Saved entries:
══════

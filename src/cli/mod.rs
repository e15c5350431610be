//! Command-line interface.
//!
//! - `commands`: argument definitions using clap derive
//! - `display`: console output formatting

pub mod commands;
pub mod display;

pub use commands::{Cli, Commands, RunArgs};
pub use display::Display;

══════

**TASK OBJECTIVE:**
Repeat the data. Keep every word the same.

**RESPONSE TO THE EXERCISE:**
filename src/cli/mod.rs
repository e15c5350431610be
//! Command-line interface.
//!
//! - `commands`: argument definitions using clap derive
//! - `display`: console output formatting

pub mod commands;
pub mod display;

pub use commands::{Cli, Commands, RunArgs};
pub use display::Display;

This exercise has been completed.